Charlie and Danny Bailey were extremely popular radio singers in West Virginia and Tennessee during the late '40s and '50s and were among the few fraternal duets to successfully make the transition from old-time music to bluegrass. The Bailey Brothers were born to a large, musically inclined family in Happy Valley, Tennessee. Charlie made his professional singing debut in 1936 when he teamed up with Charlie Cope and began touring. He and brother Danny teamed shortly after, and soon they were singing on local radio. In 1940 they went to Knoxville to play on WNOX and WROL, and soon gained a devoted following. But in 1941, just before they were to make their recording debut, Charlie was inducted into the Army. While he was gone, Danny founded the Happy Valley Boys, and remained in Knoxville. By 1944, the Happy Valley Boys had moved to Nashville and were appearing on the Grand Ole Opry. The group changed personnel when two members were drafted. They were replaced by Charlie and Lester Cope. In 1946, Charlie returned and the Copes left to find their own fame.
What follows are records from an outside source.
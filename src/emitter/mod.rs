//! Event emitter: match, order, and run listeners for a concrete event name.
//!
//! [`Emitter::emit`] snapshots the dispatch queue under a read lock, releases the lock,
//! then runs the queue strictly sequentially:
//!
//! 1. every pattern matching the event contributes all of its listeners;
//! 2. the union is sorted by priority (higher first), ties broken by registration order;
//! 3. for each entry: `before` hook → action (awaited) → `after` hook.
//!
//! Because the lock is not held while listeners run, a listener may register, unbind, or
//! emit on the same emitter. Such changes are seen by the next `emit`, never by the queue
//! already in flight.
//!
//! There is no timeout: a listener that never resolves stalls its `emit` call.

use std::ops::ControlFlow;
use std::sync::Arc;

use parking_lot::{Mutex, RwLock};
use serde::{Deserialize, Serialize};
use thiserror::Error;
use tokio::time::Instant;
use tracing::{debug, trace, warn};

use crate::action::{Action, ActionError, Hook, IntoAction};
use crate::context::{Context, Extensions};
use crate::pattern::{Match, PatternError, PatternSpec};
use crate::registry::{Registry, Snapshot};

/// How a failing listener affects the rest of the queue.
#[derive(Debug, Clone, Copy, Default, PartialEq, Eq, Serialize, Deserialize)]
#[serde(rename_all = "kebab-case")]
pub enum Mode {
    /// Abort the queue and return the failure to the caller.
    #[default]
    FailFast,
    /// Record the failure in [`Status::failures`] and keep going.
    BestEffort,
}

/// How an `emit` call ended.
#[derive(Debug, Clone, Copy, PartialEq, Eq)]
pub enum Outcome {
    /// No registered pattern matched the event.
    NotFound,
    /// Every queued listener ran.
    Completed,
    /// A listener returned `Flow::Break`.
    ShortCircuited,
}

/// Summary of one `emit` call.
#[derive(Debug)]
pub struct Status {
    outcome: Outcome,
    matched: usize,
    queued: usize,
    invoked: usize,
    failures: Vec<DispatchError>,
}

impl Status {
    fn not_found() -> Self {
        Self {
            outcome: Outcome::NotFound,
            matched: 0,
            queued: 0,
            invoked: 0,
            failures: Vec::new(),
        }
    }

    pub fn outcome(&self) -> Outcome {
        self.outcome
    }

    /// Number of patterns that matched the event.
    pub fn matched(&self) -> usize {
        self.matched
    }

    /// Length of the dispatch queue.
    pub fn queued(&self) -> usize {
        self.queued
    }

    /// Number of listeners whose action was invoked.
    pub fn invoked(&self) -> usize {
        self.invoked
    }

    /// Failures recorded in [`Mode::BestEffort`]; always empty in fail-fast mode.
    pub fn failures(&self) -> &[DispatchError] {
        &self.failures
    }

    pub fn is_not_found(&self) -> bool {
        self.outcome == Outcome::NotFound
    }

    pub fn is_completed(&self) -> bool {
        self.outcome == Outcome::Completed
    }

    pub fn is_short_circuited(&self) -> bool {
        self.outcome == Outcome::ShortCircuited
    }
}

/// A listener failed while handling an event.
#[derive(Debug, Error)]
#[error("listener {index} on `{pattern}` failed while handling `{event}`: {source}")]
pub struct DispatchError {
    event: String,
    pattern: String,
    index: usize,
    priority: i32,
    #[source]
    source: ActionError,
}

impl DispatchError {
    pub fn event(&self) -> &str {
        &self.event
    }

    /// Raw spec of the pattern the failing listener was registered under.
    pub fn pattern(&self) -> &str {
        &self.pattern
    }

    /// Position of the failing listener in the dispatch queue.
    pub fn index(&self) -> usize {
        self.index
    }

    pub fn priority(&self) -> i32 {
        self.priority
    }

    pub fn into_source(self) -> ActionError {
        self.source
    }
}

/// Pattern-matched, priority-ordered async event dispatcher.
///
/// All registration methods take `&self`, so an emitter can be shared behind an [`Arc`]
/// and reached from inside its own listeners.
///
/// # Examples
///
/// ```rust
/// use eventroute::{Context, Emitter, Flow};
///
/// # #[tokio::main(flavor = "current_thread")]
/// # async fn main() {
/// let emitter: Emitter<String> = Emitter::new();
/// emitter
///     .on("say/:name/hello", |ctx: Context<String>| async move {
///         println!("{} says {}", ctx.param("name").unwrap_or("?"), ctx.args());
///         Ok(Flow::Continue(()))
///     }, 0)
///     .unwrap();
///
/// let status = emitter.emit("say/john/hello", "hi".to_string()).await.unwrap();
/// assert_eq!(status.invoked(), 1);
/// # }
/// ```
pub struct Emitter<A> {
    registry: RwLock<Registry<A>>,
    before: Option<Hook<A>>,
    after: Option<Hook<A>>,
    mode: Mode,
}

impl<A: Send + Sync + 'static> Default for Emitter<A> {
    fn default() -> Self {
        Self::new()
    }
}

impl<A: Send + Sync + 'static> Emitter<A> {
    pub fn new() -> Self {
        Self::from_registry(Registry::new())
    }

    /// Wrap an already-populated registry.
    pub fn from_registry(registry: Registry<A>) -> Self {
        Self {
            registry: RwLock::new(registry),
            before: None,
            after: None,
            mode: Mode::default(),
        }
    }

    #[must_use]
    pub fn with_mode(mut self, mode: Mode) -> Self {
        self.mode = mode;
        self
    }

    pub fn mode(&self) -> Mode {
        self.mode
    }

    pub fn set_mode(&mut self, mode: Mode) {
        self.mode = mode;
    }

    /// Set the hook called with each listener's context right before its action runs.
    pub fn before(&mut self, hook: impl Fn(&Context<A>) + Send + Sync + 'static) {
        self.before = Some(Arc::new(hook));
    }

    /// Set the hook called with each listener's context right after its action resolves,
    /// whether it succeeded or failed.
    pub fn after(&mut self, hook: impl Fn(&Context<A>) + Send + Sync + 'static) {
        self.after = Some(Arc::new(hook));
    }

    /// Register `action` under `spec`; higher `priority` runs earlier.
    ///
    /// # Errors
    ///
    /// Returns [`PatternError`] when `spec` fails to compile.
    pub fn on(
        &self,
        spec: impl Into<PatternSpec>,
        action: impl IntoAction<A>,
        priority: i32,
    ) -> Result<Action<A>, PatternError> {
        let action = Action::new(action);
        self.on_action(spec, action.clone(), priority)?;
        Ok(action)
    }

    /// Register an existing action handle under `spec`.
    ///
    /// # Errors
    ///
    /// Returns [`PatternError`] when `spec` fails to compile.
    pub fn on_action(
        &self,
        spec: impl Into<PatternSpec>,
        action: Action<A>,
        priority: i32,
    ) -> Result<(), PatternError> {
        let spec = spec.into();
        let event = display_spec(&spec);
        self.registry.write().on_action(spec, action, priority)?;
        debug!(%event, priority, "registered listener");
        Ok(())
    }

    /// Remove the first listener under `spec` whose action is `action`.
    pub fn unbind(&self, spec: impl Into<PatternSpec>, action: &Action<A>) -> bool {
        let spec = spec.into();
        let removed = self.registry.write().unbind(spec.clone(), action);
        debug!(event = %display_spec(&spec), removed, "unbinding listener");
        removed
    }

    /// Remove every listener under `spec`, returning how many were removed.
    pub fn clear(&self, spec: impl Into<PatternSpec>) -> usize {
        let spec = spec.into();
        let removed = self.registry.write().clear(spec.clone());
        debug!(event = %display_spec(&spec), removed, "clearing listeners");
        removed
    }

    /// Patterns matching `event`, in pattern registration order.
    pub fn matches(&self, event: &str) -> Vec<Match> {
        self.registry.read().matches(event)
    }

    /// Detached copy of the pattern → listeners mapping.
    pub fn listeners(&self) -> Snapshot<A> {
        self.registry.read().listeners()
    }

    /// Merge every listener of `registry` into this emitter.
    pub fn use_registry(&self, registry: &Registry<A>) {
        self.registry.write().merge(registry);
    }

    /// Merge every listener of `other` into this emitter.
    ///
    /// `other` is copied before merging, so `emitter.use_emitter(&emitter)` doubles the
    /// listeners rather than deadlocking.
    pub fn use_emitter(&self, other: &Emitter<A>) {
        let incoming = other.registry.read().clone();
        self.registry.write().merge(&incoming);
    }

    /// Number of registered listeners.
    pub fn len(&self) -> usize {
        self.registry.read().len()
    }

    pub fn is_empty(&self) -> bool {
        self.registry.read().is_empty()
    }

    /// Dispatch `event` with `args` to every matching listener.
    ///
    /// # Errors
    ///
    /// In [`Mode::FailFast`], returns the first [`DispatchError`]; listeners queued after the
    /// failing one do not run.
    pub async fn emit(&self, event: &str, args: A) -> Result<Status, DispatchError> {
        self.emit_shared(event, Arc::new(args)).await
    }

    /// Like [`emit`](Self::emit), for arguments that are already shared.
    ///
    /// # Errors
    ///
    /// See [`emit`](Self::emit).
    pub async fn emit_shared(&self, event: &str, args: Arc<A>) -> Result<Status, DispatchError> {
        let (matched, queue) = self.registry.read().queue(event);

        if queue.is_empty() {
            debug!(event, "no listeners matched");
            return Ok(Status::not_found());
        }

        debug!(event, matched, listeners = queue.len(), "dispatching event");

        let state = Arc::new(Mutex::new(Extensions::new()));
        let mut status = Status {
            outcome: Outcome::Completed,
            matched,
            queued: queue.len(),
            invoked: 0,
            failures: Vec::new(),
        };

        for (index, entry) in queue.into_iter().enumerate() {
            let priority = entry.listener.priority();
            let ctx = Context::new(
                Arc::clone(&entry.matched),
                Arc::clone(&args),
                Arc::clone(&state),
                index,
                priority,
            );

            if let Some(hook) = &self.before {
                hook(&ctx);
            }

            let start = Instant::now();
            let result = entry.listener.action().call(ctx.clone()).await;
            status.invoked += 1;

            trace!(
                event,
                pattern = %entry.matched.pattern(),
                index,
                priority,
                elapsed = ?start.elapsed(),
                "listener finished"
            );

            if let Some(hook) = &self.after {
                hook(&ctx);
            }

            match result {
                Ok(ControlFlow::Continue(())) => {}
                Ok(ControlFlow::Break(())) => {
                    debug!(event, index, "dispatch short-circuited");
                    status.outcome = Outcome::ShortCircuited;
                    return Ok(status);
                }
                Err(source) => {
                    let error = DispatchError {
                        event: event.to_owned(),
                        pattern: entry.matched.pattern().raw().to_owned(),
                        index,
                        priority,
                        source,
                    };
                    warn!(
                        event,
                        pattern = %error.pattern,
                        index,
                        error = %error.source,
                        "listener failed"
                    );
                    match self.mode {
                        Mode::FailFast => return Err(error),
                        Mode::BestEffort => status.failures.push(error),
                    }
                }
            }
        }

        Ok(status)
    }
}

fn display_spec(spec: &PatternSpec) -> String {
    match spec {
        PatternSpec::Text(raw) => raw.clone(),
        PatternSpec::Regex(re) => format!("/{}/", re.as_str()),
    }
}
Not long after, the Happy Valley Boys became a full-fledged bluegrass band; joined by fiddler L.E. White, banjo picker Wiley Birchfield, and bass player Jake Tullock, Charlie played mandolin and guitar while Danny played guitar. With this lineup they waxed six songs in late 1947, among them the first recorded version of "The Sweetest Gift," by J.B. Coates. They made two more singles before moving to a radio station in Raleigh, North Carolina. There, fiddler Clarence "Tater" Tate and banjo player Hoke Jenkins joined the Happy Valley Boys.
The Baileys founded their own Canary label before moving to play on the Wheeling Jamboree at WWVA Wheeling, West Virginia in 1952. Here, the brothers were at their most popular; at one time, the Baileys and their band were even bigger than Bill Monroe & His Blue Grass Boys. About two years later, Danny began having health problems and, but for a few months in 1954, the Baileys stopped playing together. They did reunite briefly between 1957 and 1958. Danny basically remained in Knoxville after 1954 and continued working on radio and television on the Farm and Home Hour until the show was canceled in 1983. Meanwhile, Charlie went to work in Richmond and eventually returned to Wheeling where he founded a band featuring members of the McCumbee Family and later, the Osborne Brothers. He teamed up with Jimmy Elrod, Chubby Collier, and Ray Meyers. With this lineup, he recorded a few songs at WWVA. Following his brief professional reunion with his brother in 1958, Charlie embarked upon a six-month tour of the Canadian Maritime Provinces. He retired in 1960 and went on to open an exterminating business in Delaware. The Baileys briefly reunited in 1970 for a concert during the Smithsonian Festival of American Folklife; later in the decade, they recorded two albums for Rounder. In 1975, they gathered for the the old timer reunion at Fan Fair, and in 1982 played at Knoxville World's Fair. The Rounder label has reissued most of the Bailey Brothers recordings done for Rich-R-Tone and Canary.